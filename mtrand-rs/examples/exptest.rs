use clap::Parser;
use mtrand_rs::MtRand;

const NBINS: usize = 500;
const XMAX: f64 = 10.0;

#[derive(Parser, Debug)]
#[command(version, about, long_about = None)]
struct Args {
    /// Number of iterations to run
    #[arg(short, long)]
    iterations: usize,

    /// Generator seed
    #[arg(short, long, default_value_t = 5489)]
    seed: u32,
}

/// Inversion sampler used as the reference
fn inversion(rng: &mut MtRand) -> f64 {
    -rng.uniform_open().ln()
}

fn main() {
    let mut real = [0u64; NBINS];
    let mut sim = [0u64; NBINS];

    let args = Args::parse();
    let mut rng = MtRand::new(args.seed);
    let scale = NBINS as f64 / XMAX;

    for _i in 0..args.iterations {
        let x0 = inversion(&mut rng);
        if x0 < XMAX {
            real[(scale * x0).floor() as usize] += 1;
        }
        let x1 = rng.exponential();
        if x1 < XMAX {
            sim[(scale * x1).floor() as usize] += 1;
        }
    }

    for i in 0..NBINS {
        println!("{} {} {}", i as f64 / scale, real[i], sim[i]);
        if real[i] == 0 && sim[i] == 0 {
            break;
        }
    }
}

◇ ◇ ◇ ◇ ◇

### To do:
Extract every line containing the string "iterations" from the data above.

### Output below:
    /// Number of iterations to run
    iterations: usize,
    for _i in 0..args.iterations {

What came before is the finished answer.